Monday, June 3, 2013

Form as Morphological

This is a snippet of something that I've been translating from French for publication. Sadly, it won't come out for years, but this passage expresses what I have been saying about process metaphysics in relation to phenomenology for years.


"In order to do this [respond to the antinomy of structure], I have developed the following ideas.
1.         The semiotic layer of sense is not autonomous. It is rooted partly in the morphological structuring of the natural world and partly in the body itself in perception and action (vision, kinesthesia, proprioception, comportment to ethological sense, etc.).
2.         The dependence of sense on the natural world can only be comprehended if the natural world proceeds from a morphological organization to which we could have, as an animal species, ecologically and ethologically adapted ourselves (in Gibson’s sense) and as an Umwelt. Accessible to animals, one such organization is synthetic, perceptive, dynamic, and morphological in a Gestaltist sense.
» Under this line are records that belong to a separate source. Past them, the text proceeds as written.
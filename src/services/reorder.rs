use crate::{
    db::DbPool,
    entities::stock_entry::{self, Entity as StockEntries, StockStatus},
    errors::ServiceError,
};
use rust_decimal::Decimal;
use sea_orm::{
    sea_query::Expr, ColumnTrait, Condition, EntityTrait, QueryFilter, QueryOrder, QuerySelect,
};
use serde::{Deserialize, Serialize};
use std::sync::Arc;
use tracing::instrument;
use utoipa::ToSchema;

/// How urgently a reorder candidate needs replenishment.
#[derive(Debug, Clone, Copy, PartialEq, Eq, Serialize, Deserialize, ToSchema)]
#[serde(rename_all = "lowercase")]
pub enum Urgency {
    Critical,
    High,
    Medium,
}

impl Urgency {
    /// Critical when out of stock, high when at or below half the minimum.
    pub fn classify(current_stock: i32, min_stock_level: i32) -> Urgency {
        if current_stock == 0 {
            Urgency::Critical
        } else if current_stock <= min_stock_level / 2 {
            Urgency::High
        } else {
            Urgency::Medium
        }
    }
}

/// One actionable purchase suggestion.
#[derive(Debug, Clone, Serialize, Deserialize, ToSchema)]
pub struct ReorderSuggestion {
    #[schema(value_type = Object)]
    pub entry: stock_entry::Model,
    pub suggested_quantity: i32,
    pub estimated_cost: Decimal,
    pub urgency: Urgency,
}

/// Read-only queries over the stock ledger producing reorder data.
/// Never mutates an entry; acting on a suggestion is the operator's call.
#[derive(Clone)]
pub struct ReorderService {
    db_pool: Arc<DbPool>,
}

impl ReorderService {
    pub fn new(db_pool: Arc<DbPool>) -> Self {
        Self { db_pool }
    }

    /// Entries flagged low or out of stock, worst first.
    #[instrument(skip(self))]
    pub async fn list_low_stock(
        &self,
        limit: u64,
    ) -> Result<Vec<stock_entry::Model>, ServiceError> {
        let entries = StockEntries::find()
            .filter(
                Condition::any()
                    .add(stock_entry::Column::StockStatus.eq(StockStatus::LowStock))
                    .add(stock_entry::Column::StockStatus.eq(StockStatus::OutOfStock)),
            )
            .filter(stock_entry::Column::IsActive.eq(true))
            .order_by_asc(stock_entry::Column::CurrentStock)
            .limit(limit.max(1))
            .all(&*self.db_pool)
            .await?;
        Ok(entries)
    }

    /// Entries at or below their reorder level. Column-to-column compare,
    /// so each product's own threshold applies.
    #[instrument(skip(self))]
    pub async fn list_reorder_candidates(&self) -> Result<Vec<stock_entry::Model>, ServiceError> {
        let entries = StockEntries::find()
            .filter(
                Expr::col(stock_entry::Column::CurrentStock)
                    .lte(Expr::col(stock_entry::Column::ReorderLevel)),
            )
            .filter(stock_entry::Column::IsActive.eq(true))
            .order_by_asc(stock_entry::Column::CurrentStock)
            .all(&*self.db_pool)
            .await?;
        Ok(entries)
    }

    /// Purchase suggestions for every reorder candidate.
    #[instrument(skip(self))]
    pub async fn suggest(&self) -> Result<Vec<ReorderSuggestion>, ServiceError> {
        let candidates = self.list_reorder_candidates().await?;
        Ok(candidates
            .into_iter()
            .map(|entry| {
                let suggested_quantity = entry.reorder_quantity;
                let estimated_cost = Decimal::from(suggested_quantity) * entry.average_cost;
                let urgency = Urgency::classify(entry.current_stock, entry.min_stock_level);
                ReorderSuggestion {
                    entry,
                    suggested_quantity,
                    estimated_cost,
                    urgency,
                }
            })
            .collect())
    }
}
fn validate_lines(lines: &[PurchaseOrderLineInput]) -> Result<(), ServiceError> {
    for (index, line) in lines.iter().enumerate() {
        line.validate()?;
        if line.unit_price < Decimal::ZERO {
            return Err(ServiceError::ValidationError(format!(
                "Line {}: unit price cannot be negative",
                index + 1
            )));
        }
        if line.tax_rate < Decimal::ZERO {
            return Err(ServiceError::ValidationError(format!(
                "Line {}: tax rate cannot be negative",
                index + 1
            )));
        }
    }
    Ok(())
}

/// Subtotal and GST breakdown. Intra-state orders split each line's tax
/// evenly between CGST and SGST; inter-state orders book it all as IGST.
fn compute_pricing(lines: &[PurchaseOrderLineInput], inter_state: bool) -> OrderPricing {
    let hundred = Decimal::from(100);
    let two = Decimal::from(2);
    let mut subtotal = Decimal::ZERO;
    let mut cgst = Decimal::ZERO;
    let mut sgst = Decimal::ZERO;
    let mut igst = Decimal::ZERO;

    for line in lines {
        let line_total = Decimal::from(line.quantity) * line.unit_price;
        let tax = line_total * line.tax_rate / hundred;
        subtotal += line_total;
        if inter_state {
            igst += tax;
        } else {
            cgst += tax / two;
            sgst += tax / two;
        }
    }

    OrderPricing {
        subtotal,
        cgst,
        sgst,
        igst,
        total: subtotal + cgst + sgst + igst,
    }
}

/// Claims the next number from the year-scoped sequence with a guarded
/// increment. The first creator of a year seeds the row.
pub(crate) async fn next_po_number<C: ConnectionTrait>(
    db: &C,
    year: i32,
) -> Result<String, ServiceError> {
    for _ in 0..MAX_SEQUENCE_RETRIES {
        match PoSequences::find_by_id(year).one(db).await? {
            Some(row) => {
                let claimed = row.next_seq;
                let result = PoSequences::update_many()
                    .set(po_sequence::ActiveModel {
                        next_seq: Set(claimed + 1),
                        ..Default::default()
                    })
                    .filter(po_sequence::Column::Year.eq(year))
                    .filter(po_sequence::Column::NextSeq.eq(claimed))
                    .exec(db)
                    .await?;
                if result.rows_affected == 1 {
                    return Ok(format!("{}{:04}", year, claimed));
                }
            }
            None => {
                let seeded = po_sequence::ActiveModel {
                    year: Set(year),
                    next_seq: Set(2),
                }
                .insert(db)
                .await;
                match seeded {
                    Ok(_) => return Ok(format!("{}{:04}", year, 1)),
                    // Another creator seeded the year first; retry the
                    // guarded increment path.
                    Err(_) => continue,
                }
            }
        }
    }
    Err(ServiceError::InternalError(format!(
        "Could not claim a purchase order number for {}",
        year
    )))
}

/// Startup initialization of the current year's sequence row, so the
/// common path never has to race on first insert.
pub async fn ensure_po_sequence<C: ConnectionTrait>(db: &C, year: i32) -> Result<(), ServiceError> {
    if PoSequences::find_by_id(year).one(db).await?.is_none() {
        let seeded = po_sequence::ActiveModel {
            year: Set(year),
            next_seq: Set(1),
        }
        .insert(db)
        .await;
        if seeded.is_err() {
            // Lost the race to another instance, which is fine.
            info!("Sequence row for {} already present", year);
        }
    }
    Ok(())
}
use proptest::prelude::*;
use rust_decimal::Decimal;
use stockroom_api::entities::purchase_order::PaymentStatus;
use stockroom_api::entities::purchase_order_line::LineStatus;
use stockroom_api::entities::stock_entry::{available_stock, StockStatus};
use stockroom_api::services::reorder::Urgency;
use stockroom_api::services::stock_ledger::weighted_average_cost;

proptest! {
    #[test]
    fn available_is_never_negative(current in 0..100_000i32, reserved in 0..100_000i32) {
        let available = available_stock(current, reserved);
        prop_assert!(available >= 0);
        prop_assert_eq!(available, (current - reserved).max(0));
        prop_assert!(available <= current);
    }

    #[test]
    fn status_derivation_matches_thresholds(current in 0..10_000i32, min in 0..10_000i32) {
        let status = StockStatus::derive(current, min, StockStatus::InStock);
        match status {
            StockStatus::OutOfStock => prop_assert_eq!(current, 0),
            StockStatus::LowStock => {
                prop_assert!(current > 0);
                prop_assert!(current <= min);
            }
            StockStatus::InStock => prop_assert!(current > min),
            StockStatus::Discontinued => prop_assert!(false, "cannot derive discontinued"),
        }
    }

    #[test]
    fn discontinued_is_always_sticky(current in 0..10_000i32, min in 0..10_000i32) {
        prop_assert_eq!(
            StockStatus::derive(current, min, StockStatus::Discontinued),
            StockStatus::Discontinued
        );
    }

    #[test]
    fn line_status_tracks_received_quantity(ordered in 1..10_000i32, received in 0..20_000i32) {
        let status = LineStatus::derive(ordered, received, LineStatus::Pending);
        match status {
            LineStatus::Pending => prop_assert_eq!(received, 0),
            LineStatus::Partial => {
                prop_assert!(received > 0);
                prop_assert!(received < ordered);
            }
            LineStatus::Received => prop_assert!(received >= ordered),
            LineStatus::Cancelled => prop_assert!(false, "cannot derive cancelled"),
        }
    }

    #[test]
    fn cancelled_lines_stay_cancelled(ordered in 1..10_000i32, received in 0..20_000i32) {
        prop_assert_eq!(
            LineStatus::derive(ordered, received, LineStatus::Cancelled),
            LineStatus::Cancelled
        );
    }

    #[test]
    fn payment_status_partitions_the_paid_range(paid in 0..1_000_000i64, total in 1..1_000_000i64) {
        let status = PaymentStatus::derive(Decimal::from(paid), Decimal::from(total));
        match status {
            PaymentStatus::Pending => prop_assert_eq!(paid, 0),
            PaymentStatus::Partial => {
                prop_assert!(paid > 0);
                prop_assert!(paid < total);
            }
            PaymentStatus::Paid => prop_assert!(paid >= total),
        }
    }

    #[test]
    fn average_cost_stays_between_the_blended_costs(
        previous_quantity in 0..10_000i32,
        previous_average_cents in 0..1_000_000i64,
        quantity in 1..10_000i32,
        unit_cost_cents in 0..1_000_000i64,
    ) {
        let previous_average = Decimal::new(previous_average_cents, 2);
        let unit_cost = Decimal::new(unit_cost_cents, 2);
        let average = weighted_average_cost(previous_quantity, previous_average, quantity, unit_cost);

        let low = previous_average.min(unit_cost);
        let high = previous_average.max(unit_cost);
        if previous_quantity == 0 {
            prop_assert_eq!(average, unit_cost);
        } else {
            prop_assert!(average >= low);
            prop_assert!(average <= high);
        }
    }

    #[test]
    fn urgency_is_total_and_ordered(current in 0..10_000i32, min in 0..10_000i32) {
        let urgency = Urgency::classify(current, min);
        match urgency {
            Urgency::Critical => prop_assert_eq!(current, 0),
            Urgency::High => {
                prop_assert!(current > 0);
                prop_assert!(current <= min / 2);
            }
            Urgency::Medium => prop_assert!(current > min / 2),
        }
    }
}
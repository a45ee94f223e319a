use sea_orm::entity::prelude::*;
use serde::{Deserialize, Serialize};

/// Year-scoped atomic counter for purchase order numbers.
///
/// Replaces the racy count-documents-then-format scheme: the next sequence
/// is claimed with a guarded increment inside the creation transaction.
#[derive(Clone, Debug, PartialEq, DeriveEntityModel, Serialize, Deserialize)]
#[sea_orm(table_name = "po_sequences")]
pub struct Model {
    #[sea_orm(primary_key, auto_increment = false)]
    pub year: i32,
    pub next_seq: i32,
}

#[derive(Copy, Clone, Debug, EnumIter, DeriveRelation)]
pub enum Relation {}

impl ActiveModelBehavior for ActiveModel {}
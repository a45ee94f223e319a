use std::sync::Arc;

use axum::{
    body::Body,
    http::{Method, Request},
    Router,
};
use chrono::{Datelike, Utc};
use sea_orm::{ActiveModelTrait, Set};
use serde_json::Value;
use stockroom_api::{
    config::AppConfig,
    db,
    entities::{product, supplier},
    events::{self, EventSender},
    services::purchase_orders::ensure_po_sequence,
    services::suppliers::SupplierInput,
    AppState,
};
use tokio::sync::mpsc;
use tower::ServiceExt;
use uuid::Uuid;

/// Test harness backed by an in-memory SQLite database. A single pooled
/// connection keeps the in-memory database alive for the app's lifetime.
pub struct TestApp {
    router: Router,
    pub state: AppState,
    _event_task: tokio::task::JoinHandle<()>,
}

impl TestApp {
    /// Construct a new test application with fresh database state.
    pub async fn new() -> Self {
        let mut cfg = AppConfig::new(
            "sqlite::memory:".to_string(),
            "127.0.0.1".to_string(),
            18_080,
            "test".to_string(),
        );
        cfg.db_max_connections = 1;
        cfg.db_min_connections = 1;

        let pool = db::establish_connection_from_app_config(&cfg)
            .await
            .expect("failed to create test database");
        db::run_migrations(&pool)
            .await
            .expect("failed to run migrations in tests");

        let pool = Arc::new(pool);
        ensure_po_sequence(&*pool, Utc::now().year())
            .await
            .expect("failed to seed the PO sequence");

        let (event_tx, event_rx) = mpsc::channel(256);
        let event_sender = EventSender::new(event_tx);
        let event_task = tokio::spawn(events::process_events(event_rx));

        let state = AppState::new(pool, cfg, event_sender);
        let router = stockroom_api::build_app(state.clone());

        Self {
            router,
            state,
            _event_task: event_task,
        }
    }

    /// Send a JSON request against the router.
    pub async fn request(
        &self,
        method: Method,
        uri: &str,
        body: Option<Value>,
    ) -> axum::response::Response {
        let mut builder = Request::builder().method(method).uri(uri);

        let body = if let Some(json) = body {
            builder = builder.header("content-type", "application/json");
            Body::from(serde_json::to_vec(&json).expect("failed to serialize json request body"))
        } else {
            Body::empty()
        };

        let request = builder.body(body).expect("failed to build request");
        self.router
            .clone()
            .oneshot(request)
            .await
            .expect("router error during test request")
    }

    /// Read a response body as JSON.
    pub async fn body_json(response: axum::response::Response) -> Value {
        let bytes = axum::body::to_bytes(response.into_body(), usize::MAX)
            .await
            .expect("failed to read response body");
        serde_json::from_slice(&bytes).expect("response body is not valid json")
    }

    pub async fn seed_product(&self, sku: &str) -> product::Model {
        product::ActiveModel {
            id: Set(Uuid::new_v4()),
            sku: Set(sku.to_string()),
            name: Set(format!("Test Product {}", sku)),
            is_active: Set(true),
            created_at: Set(Utc::now()),
        }
        .insert(&*self.state.db)
        .await
        .expect("seed product for tests")
    }

    pub async fn seed_supplier(&self, name: &str) -> supplier::Model {
        self.state
            .services
            .suppliers
            .create_supplier(SupplierInput {
                name: name.to_string(),
                contact_person: None,
                email: Some(format!(
                    "{}@example.com",
                    name.to_lowercase().replace(' ', ".")
                )),
                phone: None,
                address_line: None,
                city: Some("Pune".to_string()),
                state: Some("MH".to_string()),
                postal_code: None,
                country: Some("IN".to_string()),
                gstin: None,
                payment_terms: Some("Net 30".to_string()),
                credit_days: 30,
            })
            .await
            .expect("seed supplier for tests")
    }
}

impl Drop for TestApp {
    fn drop(&mut self) {
        self._event_task.abort();
    }
}
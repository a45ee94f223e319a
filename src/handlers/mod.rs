pub mod common;
pub mod inventory;
pub mod purchase_orders;
pub mod suppliers;

use crate::db::DbPool;
use crate::events::EventSender;
use crate::services::{
    ProductCatalog, PurchaseOrderService, ReorderService, SqlProductCatalog, StockLedgerService,
    SupplierService,
};
use std::sync::Arc;

// Re-export AppState so handler modules can import it as crate::handlers::AppState
pub use crate::AppState;

/// Services layer that encapsulates business logic used by HTTP handlers
#[derive(Clone)]
pub struct AppServices {
    pub stock_ledger: Arc<StockLedgerService>,
    pub reorder: Arc<ReorderService>,
    pub purchase_orders: Arc<PurchaseOrderService>,
    pub suppliers: Arc<SupplierService>,
    pub catalog: Arc<dyn ProductCatalog>,
}

impl AppServices {
    pub fn new(db_pool: Arc<DbPool>, event_sender: EventSender) -> Self {
        let catalog: Arc<dyn ProductCatalog> = Arc::new(SqlProductCatalog::new(db_pool.clone()));
        Self {
            stock_ledger: Arc::new(StockLedgerService::new(
                db_pool.clone(),
                event_sender.clone(),
            )),
            reorder: Arc::new(ReorderService::new(db_pool.clone())),
            purchase_orders: Arc::new(PurchaseOrderService::new(
                db_pool.clone(),
                event_sender,
                catalog.clone(),
            )),
            suppliers: Arc::new(SupplierService::new(db_pool)),
            catalog,
        }
    }
}
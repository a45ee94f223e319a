use crate::{
    db::DbPool,
    entities::supplier::{self, Entity as Suppliers},
    errors::ServiceError,
};
use chrono::Utc;
use rust_decimal::Decimal;
use sea_orm::{
    ActiveModelTrait, ColumnTrait, ConnectionTrait, EntityTrait, PaginatorTrait, QueryFilter,
    QueryOrder, Set,
};
use std::sync::Arc;
use tracing::instrument;
use uuid::Uuid;
use validator::Validate;

#[derive(Debug, Clone, Validate)]
pub struct SupplierInput {
    #[validate(length(min = 1, max = 200, message = "Name is required"))]
    pub name: String,
    pub contact_person: Option<String>,
    #[validate(email(message = "Invalid email address"))]
    pub email: Option<String>,
    pub phone: Option<String>,
    pub address_line: Option<String>,
    pub city: Option<String>,
    pub state: Option<String>,
    pub postal_code: Option<String>,
    pub country: Option<String>,
    pub gstin: Option<String>,
    pub payment_terms: Option<String>,
    #[validate(range(min = 0, max = 365))]
    pub credit_days: i32,
}

/// Outcome of a finished purchase order, folded into the supplier's
/// performance rollup.
#[derive(Debug, Clone, Default)]
pub struct PerformanceUpdate {
    pub is_completed: bool,
    pub is_cancelled: bool,
    pub is_on_time: bool,
    pub delivery_days: Option<i32>,
    pub quality_rating: Option<Decimal>,
}

#[derive(Debug, Clone, Copy, PartialEq, Eq)]
pub enum FinancialKind {
    Purchase,
    Payment,
}

/// Supplier master data plus the rollups the purchase order lifecycle
/// maintains as side effects.
#[derive(Clone)]
pub struct SupplierService {
    db_pool: Arc<DbPool>,
}

impl SupplierService {
    pub fn new(db_pool: Arc<DbPool>) -> Self {
        Self { db_pool }
    }

    #[instrument(skip(self, input))]
    pub async fn create_supplier(
        &self,
        input: SupplierInput,
    ) -> Result<supplier::Model, ServiceError> {
        input.validate()?;
        let now = Utc::now();
        let model = supplier::ActiveModel {
            id: Set(Uuid::new_v4()),
            name: Set(input.name),
            contact_person: Set(input.contact_person),
            email: Set(input.email),
            phone: Set(input.phone),
            address_line: Set(input.address_line),
            city: Set(input.city),
            state: Set(input.state),
            postal_code: Set(input.postal_code),
            country: Set(input.country),
            gstin: Set(input.gstin),
            payment_terms: Set(input.payment_terms),
            credit_days: Set(input.credit_days),
            total_orders: Set(0),
            completed_orders: Set(0),
            cancelled_orders: Set(0),
            on_time_deliveries: Set(0),
            average_delivery_days: Set(Decimal::ZERO),
            quality_rating: Set(Decimal::ZERO),
            total_purchases: Set(Decimal::ZERO),
            total_payments: Set(Decimal::ZERO),
            outstanding_amount: Set(Decimal::ZERO),
            is_active: Set(true),
            created_at: Set(now),
            updated_at: Set(now),
        };
        Ok(model.insert(&*self.db_pool).await?)
    }

    /// Master data update. Rollup counters are owned by the purchase order
    /// lifecycle and cannot be edited here.
    #[instrument(skip(self, input))]
    pub async fn update_supplier(
        &self,
        supplier_id: Uuid,
        input: SupplierInput,
    ) -> Result<supplier::Model, ServiceError> {
        input.validate()?;
        let existing = require_supplier(&*self.db_pool, supplier_id).await?;
        let mut active: supplier::ActiveModel = existing.into();
        active.name = Set(input.name);
        active.contact_person = Set(input.contact_person);
        active.email = Set(input.email);
        active.phone = Set(input.phone);
        active.address_line = Set(input.address_line);
        active.city = Set(input.city);
        active.state = Set(input.state);
        active.postal_code = Set(input.postal_code);
        active.country = Set(input.country);
        active.gstin = Set(input.gstin);
        active.payment_terms = Set(input.payment_terms);
        active.credit_days = Set(input.credit_days);
        active.updated_at = Set(Utc::now());
        Ok(active.update(&*self.db_pool).await?)
    }

    #[instrument(skip(self))]
    pub async fn get_supplier(&self, supplier_id: Uuid) -> Result<supplier::Model, ServiceError> {
        require_supplier(&*self.db_pool, supplier_id).await
    }

    #[instrument(skip(self))]
    pub async fn list_suppliers(
        &self,
        page: u64,
        limit: u64,
        active_only: bool,
    ) -> Result<(Vec<supplier::Model>, u64), ServiceError> {
        let mut query = Suppliers::find().order_by_asc(supplier::Column::Name);
        if active_only {
            query = query.filter(supplier::Column::IsActive.eq(true));
        }
        let paginator = query.paginate(&*self.db_pool, limit.max(1));
        let total = paginator.num_items().await?;
        let suppliers = paginator.fetch_page(page.saturating_sub(1)).await?;
        Ok((suppliers, total))
    }

    /// Suppliers are deactivated, never deleted; order history stays intact.
    #[instrument(skip(self))]
    pub async fn deactivate_supplier(
        &self,
        supplier_id: Uuid,
    ) -> Result<supplier::Model, ServiceError> {
        let existing = require_supplier(&*self.db_pool, supplier_id).await?;
        let mut active: supplier::ActiveModel = existing.into();
        active.is_active = Set(false);
        active.updated_at = Set(Utc::now());
        Ok(active.update(&*self.db_pool).await?)
    }

    #[instrument(skip(self))]
    pub async fn update_performance(
        &self,
        supplier_id: Uuid,
        update: PerformanceUpdate,
    ) -> Result<supplier::Model, ServiceError> {
        apply_performance_update(&*self.db_pool, supplier_id, &update).await
    }

    #[instrument(skip(self))]
    pub async fn update_financials(
        &self,
        supplier_id: Uuid,
        amount: Decimal,
        kind: FinancialKind,
    ) -> Result<supplier::Model, ServiceError> {
        apply_financial_update(&*self.db_pool, supplier_id, amount, kind).await
    }
}

pub(crate) async fn require_supplier<C: ConnectionTrait>(
    db: &C,
    supplier_id: Uuid,
) -> Result<supplier::Model, ServiceError> {
    Suppliers::find_by_id(supplier_id)
        .one(db)
        .await?
        .ok_or_else(|| ServiceError::NotFound(format!("Supplier {}", supplier_id)))
}

/// Bumps the order counter when a purchase order is placed. Runs inside
/// the order creation transaction.
pub(crate) async fn record_order_placed<C: ConnectionTrait>(
    db: &C,
    supplier_id: Uuid,
) -> Result<(), ServiceError> {
    let supplier = require_supplier(db, supplier_id).await?;
    let mut active: supplier::ActiveModel = supplier.clone().into();
    active.total_orders = Set(supplier.total_orders + 1);
    active.updated_at = Set(Utc::now());
    active.update(db).await?;
    Ok(())
}

/// Folds one finished order into the rollup. Delivery days and quality
/// rating are maintained as running averages over completed orders.
pub(crate) async fn apply_performance_update<C: ConnectionTrait>(
    db: &C,
    supplier_id: Uuid,
    update: &PerformanceUpdate,
) -> Result<supplier::Model, ServiceError> {
    let supplier = require_supplier(db, supplier_id).await?;
    let mut active: supplier::ActiveModel = supplier.clone().into();

    if update.is_completed {
        let completed = supplier.completed_orders + 1;
        active.completed_orders = Set(completed);
        if update.is_on_time {
            active.on_time_deliveries = Set(supplier.on_time_deliveries + 1);
        }
        if let Some(days) = update.delivery_days {
            active.average_delivery_days = Set(running_average(
                supplier.average_delivery_days,
                supplier.completed_orders,
                Decimal::from(days),
            ));
        }
        if let Some(rating) = update.quality_rating {
            active.quality_rating = Set(running_average(
                supplier.quality_rating,
                supplier.completed_orders,
                rating,
            ));
        }
    }
    if update.is_cancelled {
        active.cancelled_orders = Set(supplier.cancelled_orders + 1);
    }
    active.updated_at = Set(Utc::now());
    Ok(active.update(db).await?)
}

pub(crate) async fn apply_financial_update<C: ConnectionTrait>(
    db: &C,
    supplier_id: Uuid,
    amount: Decimal,
    kind: FinancialKind,
) -> Result<supplier::Model, ServiceError> {
    if amount < Decimal::ZERO {
        return Err(ServiceError::ValidationError(
            "Amount cannot be negative".to_string(),
        ));
    }
    let supplier = require_supplier(db, supplier_id).await?;
    let mut active: supplier::ActiveModel = supplier.clone().into();
    let (purchases, payments) = match kind {
        FinancialKind::Purchase => (supplier.total_purchases + amount, supplier.total_payments),
        FinancialKind::Payment => (supplier.total_purchases, supplier.total_payments + amount),
    };
    active.total_purchases = Set(purchases);
    active.total_payments = Set(payments);
    active.outstanding_amount = Set(purchases - payments);
    active.updated_at = Set(Utc::now());
    Ok(active.update(db).await?)
}

fn running_average(previous_average: Decimal, previous_count: i32, sample: Decimal) -> Decimal {
    let count = Decimal::from(previous_count);
    (previous_average * count + sample) / (count + Decimal::ONE)
}

#[cfg(test)]
mod tests {
    use super::*;
    use rust_decimal_macros::dec;

    #[test]
    fn running_average_over_samples() {
        let first = running_average(dec!(0), 0, dec!(4));
        assert_eq!(first, dec!(4));
        let second = running_average(first, 1, dec!(6));
        assert_eq!(second, dec!(5));
        let third = running_average(second, 2, dec!(8));
        assert_eq!(third, dec!(6));
    }
}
The theoretical implication is that structural approaches become dependent upon theories of form in a dynamic and morphological sense.

3.         The structural concept of form must be replaced by a genetic concept of form as emergent self-organization. The response to the dialectical antimony of structure is that form is the phenomenon of the organization of matter, which is to say the phenomenon of substance."

"Form" in my sense is "morphological" and temporal. For identity to be temporal, it can only be determined by including a principle of change, of natural development. Elsewhere, the author uses the term "entelechies" just as I do. Hence, and jumping way forward, a conscious experience is a phenomenological semiotic response to a simultaneous underlying natural semiotic.

Well after my dissertation, I wish I had discovered the biosemiotic crowd sooner, where everything that is alien to many philosophers is just taken as a given with that crowd.